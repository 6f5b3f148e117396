use serde::Serialize;

/// Bounding box for a detected face, with optional facial landmarks.
///
/// Coordinates are in pixels of the original (un-letterboxed) image.
#[derive(Debug, Clone, PartialEq, Serialize)]
pub struct BoundingBox {
    pub x: f32,
    pub y: f32,
    pub width: f32,
    pub height: f32,
    pub confidence: f32,
    /// Five-point facial landmarks: [left_eye, right_eye, nose, left_mouth, right_mouth].
    pub landmarks: Option<[(f32, f32); 5]>,
}

impl BoundingBox {
    pub fn area(&self) -> f32 {
        self.width.max(0.0) * self.height.max(0.0)
    }

    /// Intersection-over-Union with another box, in [0, 1].
    pub fn iou(&self, other: &BoundingBox) -> f32 {
        let left = self.x.max(other.x);
        let top = self.y.max(other.y);
        let right = (self.x + self.width).min(other.x + other.width);
        let bottom = (self.y + self.height).min(other.y + other.height);

        let intersection = (right - left).max(0.0) * (bottom - top).max(0.0);
        let union = self.area() + other.area() - intersection;

        if union > 0.0 {
            intersection / union
        } else {
            0.0
        }
    }
}

/// Face embedding vector (512-dimensional for ArcFace).
#[derive(Debug, Clone, Serialize)]
pub struct Embedding {
    pub values: Vec<f32>,
    /// Model version that produced this embedding (e.g., "w600k_r50").
    pub model_version: Option<String>,
}

impl Embedding {
    /// Cosine similarity between two embeddings, in [-1, 1]. Higher = more similar.
    ///
    /// A zero-norm vector on either side yields 0.0.
    pub fn similarity(&self, other: &Embedding) -> f32 {
        let (dot, norm_a, norm_b) = self.values.iter().zip(other.values.iter()).fold(
            (0.0f32, 0.0f32, 0.0f32),
            |(dot, na, nb), (a, b)| (dot + a * b, na + a * a, nb + b * b),
        );

        let denom = norm_a.sqrt() * norm_b.sqrt();
        if denom > 0.0 {
            dot / denom
        } else {
            0.0
        }
    }

    /// Euclidean (L2) distance between two embeddings.
    pub fn euclidean_distance(&self, other: &Embedding) -> f32 {
        self.values
            .iter()
            .zip(other.values.iter())
            .map(|(a, b)| (a - b).powi(2))
            .sum::<f32>()
            .sqrt()
    }
}

/// Verdict for one reference/candidate pair.
#[derive(Debug, Clone, Serialize)]
pub struct Verification {
    /// Whether both images show the same person.
    pub verified: bool,
    /// Cosine similarity of the two face embeddings [-1, 1].
    pub similarity: f32,
    /// Cosine distance (`1 - similarity`).
    pub distance: f32,
    /// Minimum similarity required for `verified`.
    pub threshold: f32,
    /// Recognition model that produced the embeddings.
    pub model: String,
    /// Detector confidence of the face used from the reference image.
    pub reference_confidence: f32,
    /// Detector confidence of the face used from the candidate image.
    pub candidate_confidence: f32,
}

impl Verification {
    /// Compare two embeddings against `threshold`.
    pub fn from_embeddings(
        reference: &Embedding,
        candidate: &Embedding,
        threshold: f32,
        reference_confidence: f32,
        candidate_confidence: f32,
    ) -> Self {
        let similarity = reference.similarity(candidate);
        let model = candidate
            .model_version
            .clone()
            .or_else(|| reference.model_version.clone())
            .unwrap_or_else(|| "unknown".to_string());

        Self {
            verified: similarity >= threshold,
            similarity,
            distance: 1.0 - similarity,
            threshold,
            model,
            reference_confidence,
            candidate_confidence,
        }
    }
}

#[cfg(test)]
mod tests {
    use super::*;

    fn emb(values: &[f32]) -> Embedding {
        Embedding { values: values.to_vec(), model_version: None }
    }

    fn bbox(x: f32, y: f32, w: f32, h: f32) -> BoundingBox {
        BoundingBox { x, y, width: w, height: h, confidence: 1.0, landmarks: None }
    }

    #[test]
    fn test_cosine_similarity_identical() {
        let a = emb(&[1.0, 0.0, 0.0]);
        assert!((a.similarity(&a.clone()) - 1.0).abs() < 1e-6);
    }

    #[test]
    fn test_cosine_similarity_orthogonal() {
        assert!(emb(&[1.0, 0.0]).similarity(&emb(&[0.0, 1.0])).abs() < 1e-6);
    }

    #[test]
    fn test_cosine_similarity_opposite() {
        let s = emb(&[1.0, 0.0]).similarity(&emb(&[-1.0, 0.0]));
        assert!((s + 1.0).abs() < 1e-6);
    }

    #[test]
    fn test_cosine_similarity_zero_vector() {
        assert_eq!(emb(&[0.0, 0.0]).similarity(&emb(&[1.0, 0.0])), 0.0);
    }

    #[test]
    fn test_euclidean_distance_identical() {
        let a = emb(&[0.3, -0.2, 0.9]);
        assert!(a.euclidean_distance(&a.clone()).abs() < 1e-6);
    }

    #[test]
    fn test_euclidean_distance_orthogonal_unit() {
        let d = emb(&[1.0, 0.0]).euclidean_distance(&emb(&[0.0, 1.0]));
        assert!((d - std::f32::consts::SQRT_2).abs() < 1e-6);
    }

    #[test]
    fn test_iou_identical() {
        let a = bbox(0.0, 0.0, 100.0, 100.0);
        assert!((a.iou(&a) - 1.0).abs() < 1e-6);
    }

    #[test]
    fn test_iou_disjoint() {
        let a = bbox(0.0, 0.0, 10.0, 10.0);
        let b = bbox(20.0, 20.0, 10.0, 10.0);
        assert!(a.iou(&b).abs() < 1e-6);
    }

    #[test]
    fn test_iou_half_overlap() {
        let a = bbox(0.0, 0.0, 10.0, 10.0);
        let b = bbox(5.0, 0.0, 10.0, 10.0);
        // 50 / (100 + 100 - 50)
        assert!((a.iou(&b) - 50.0 / 150.0).abs() < 1e-6);
    }

    #[test]
    fn test_verification_threshold_inclusive() {
        let a = emb(&[1.0, 0.0]);
        let v = Verification::from_embeddings(&a, &a.clone(), 1.0, 0.9, 0.8);
        assert!(v.verified);
        assert!(v.distance.abs() < 1e-6);
        assert_eq!(v.model, "unknown");
    }

    #[test]
    fn test_verification_below_threshold() {
        let a = Embedding { values: vec![1.0, 0.0], model_version: Some("w600k_r50".into()) };
        let b = emb(&[0.0, 1.0]);
        let v = Verification::from_embeddings(&a, &b, 0.4, 0.9, 0.8);
        assert!(!v.verified);
        assert_eq!(v.model, "w600k_r50");
        assert!((v.distance - 1.0).abs() < 1e-6);
    }

    #[test]
    fn test_verification_serializes_verdict_fields() {
        let a = emb(&[1.0, 0.0]);
        let v = Verification::from_embeddings(&a, &a.clone(), 0.4, 0.9, 0.8);
        let json = serde_json::to_value(&v).unwrap();
        assert_eq!(json["verified"], true);
        assert!(json.get("similarity").is_some());
        assert!(json.get("threshold").is_some());
    }
}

*****

> ACTIVITY: Without leaving out a single line, retype the material above exactly.

> RESULT FOR THIS EXERCISE:
repository 6f5b3f148e117396
use serde::Serialize;

/// Bounding box for a detected face, with optional facial landmarks.
///
/// Coordinates are in pixels of the original (un-letterboxed) image.
#[derive(Debug, Clone, PartialEq, Serialize)]
pub struct BoundingBox {
    pub x: f32,
    pub y: f32,
    pub width: f32,
    pub height: f32,
    pub confidence: f32,
    /// Five-point facial landmarks: [left_eye, right_eye, nose, left_mouth, right_mouth].
    pub landmarks: Option<[(f32, f32); 5]>,
}

impl BoundingBox {
    pub fn area(&self) -> f32 {
        self.width.max(0.0) * self.height.max(0.0)
    }

    /// Intersection-over-Union with another box, in [0, 1].
    pub fn iou(&self, other: &BoundingBox) -> f32 {
        let left = self.x.max(other.x);
        let top = self.y.max(other.y);
        let right = (self.x + self.width).min(other.x + other.width);
        let bottom = (self.y + self.height).min(other.y + other.height);

        let intersection = (right - left).max(0.0) * (bottom - top).max(0.0);
        let union = self.area() + other.area() - intersection;

        if union > 0.0 {
            intersection / union
        } else {
            0.0
        }
    }
}

/// Face embedding vector (512-dimensional for ArcFace).
#[derive(Debug, Clone, Serialize)]
pub struct Embedding {
    pub values: Vec<f32>,
    /// Model version that produced this embedding (e.g., "w600k_r50").
    pub model_version: Option<String>,
}

impl Embedding {
    /// Cosine similarity between two embeddings, in [-1, 1]. Higher = more similar.
    ///
    /// A zero-norm vector on either side yields 0.0.
    pub fn similarity(&self, other: &Embedding) -> f32 {
        let (dot, norm_a, norm_b) = self.values.iter().zip(other.values.iter()).fold(
            (0.0f32, 0.0f32, 0.0f32),
            |(dot, na, nb), (a, b)| (dot + a * b, na + a * a, nb + b * b),
        );

        let denom = norm_a.sqrt() * norm_b.sqrt();
        if denom > 0.0 {
            dot / denom
        } else {
            0.0
        }
    }

    /// Euclidean (L2) distance between two embeddings.
    pub fn euclidean_distance(&self, other: &Embedding) -> f32 {
        self.values
            .iter()
            .zip(other.values.iter())
            .map(|(a, b)| (a - b).powi(2))
            .sum::<f32>()
            .sqrt()
    }
}

/// Verdict for one reference/candidate pair.
#[derive(Debug, Clone, Serialize)]
pub struct Verification {
    /// Whether both images show the same person.
    pub verified: bool,
    /// Cosine similarity of the two face embeddings [-1, 1].
    pub similarity: f32,
    /// Cosine distance (`1 - similarity`).
    pub distance: f32,
    /// Minimum similarity required for `verified`.
    pub threshold: f32,
    /// Recognition model that produced the embeddings.
    pub model: String,
    /// Detector confidence of the face used from the reference image.
    pub reference_confidence: f32,
    /// Detector confidence of the face used from the candidate image.
    pub candidate_confidence: f32,
}

impl Verification {
    /// Compare two embeddings against `threshold`.
    pub fn from_embeddings(
        reference: &Embedding,
        candidate: &Embedding,
        threshold: f32,
        reference_confidence: f32,
        candidate_confidence: f32,
    ) -> Self {
        let similarity = reference.similarity(candidate);
        let model = candidate
            .model_version
            .clone()
            .or_else(|| reference.model_version.clone())
            .unwrap_or_else(|| "unknown".to_string());

        Self {
            verified: similarity >= threshold,
            similarity,
            distance: 1.0 - similarity,
            threshold,
            model,
            reference_confidence,
            candidate_confidence,
        }
    }
}

#[cfg(test)]
mod tests {
    use super::*;

    fn emb(values: &[f32]) -> Embedding {
        Embedding { values: values.to_vec(), model_version: None }
    }

    fn bbox(x: f32, y: f32, w: f32, h: f32) -> BoundingBox {
        BoundingBox { x, y, width: w, height: h, confidence: 1.0, landmarks: None }
    }

    #[test]
    fn test_cosine_similarity_identical() {
        let a = emb(&[1.0, 0.0, 0.0]);
        assert!((a.similarity(&a.clone()) - 1.0).abs() < 1e-6);
    }

    #[test]
    fn test_cosine_similarity_orthogonal() {
        assert!(emb(&[1.0, 0.0]).similarity(&emb(&[0.0, 1.0])).abs() < 1e-6);
    }

    #[test]
    fn test_cosine_similarity_opposite() {
        let s = emb(&[1.0, 0.0]).similarity(&emb(&[-1.0, 0.0]));
        assert!((s + 1.0).abs() < 1e-6);
    }

    #[test]
    fn test_cosine_similarity_zero_vector() {
        assert_eq!(emb(&[0.0, 0.0]).similarity(&emb(&[1.0, 0.0])), 0.0);
    }

    #[test]
    fn test_euclidean_distance_identical() {
        let a = emb(&[0.3, -0.2, 0.9]);
        assert!(a.euclidean_distance(&a.clone()).abs() < 1e-6);
    }

    #[test]
    fn test_euclidean_distance_orthogonal_unit() {
        let d = emb(&[1.0, 0.0]).euclidean_distance(&emb(&[0.0, 1.0]));
        assert!((d - std::f32::consts::SQRT_2).abs() < 1e-6);
    }

    #[test]
    fn test_iou_identical() {
        let a = bbox(0.0, 0.0, 100.0, 100.0);
        assert!((a.iou(&a) - 1.0).abs() < 1e-6);
    }

    #[test]
    fn test_iou_disjoint() {
        let a = bbox(0.0, 0.0, 10.0, 10.0);
        let b = bbox(20.0, 20.0, 10.0, 10.0);
        assert!(a.iou(&b).abs() < 1e-6);
    }

    #[test]
    fn test_iou_half_overlap() {
        let a = bbox(0.0, 0.0, 10.0, 10.0);
        let b = bbox(5.0, 0.0, 10.0, 10.0);
        // 50 / (100 + 100 - 50)
        assert!((a.iou(&b) - 50.0 / 150.0).abs() < 1e-6);
    }

    #[test]
    fn test_verification_threshold_inclusive() {
        let a = emb(&[1.0, 0.0]);
        let v = Verification::from_embeddings(&a, &a.clone(), 1.0, 0.9, 0.8);
        assert!(v.verified);
        assert!(v.distance.abs() < 1e-6);
        assert_eq!(v.model, "unknown");
    }

    #[test]
    fn test_verification_below_threshold() {
        let a = Embedding { values: vec![1.0, 0.0], model_version: Some("w600k_r50".into()) };
        let b = emb(&[0.0, 1.0]);
        let v = Verification::from_embeddings(&a, &b, 0.4, 0.9, 0.8);
        assert!(!v.verified);
        assert_eq!(v.model, "w600k_r50");
        assert!((v.distance - 1.0).abs() < 1e-6);
    }

    #[test]
    fn test_verification_serializes_verdict_fields() {
        let a = emb(&[1.0, 0.0]);
        let v = Verification::from_embeddings(&a, &a.clone(), 0.4, 0.9, 0.8);
        let json = serde_json::to_value(&v).unwrap();
        assert_eq!(json["verified"], true);
        assert!(json.get("similarity").is_some());
        assert!(json.get("threshold").is_some());
    }
}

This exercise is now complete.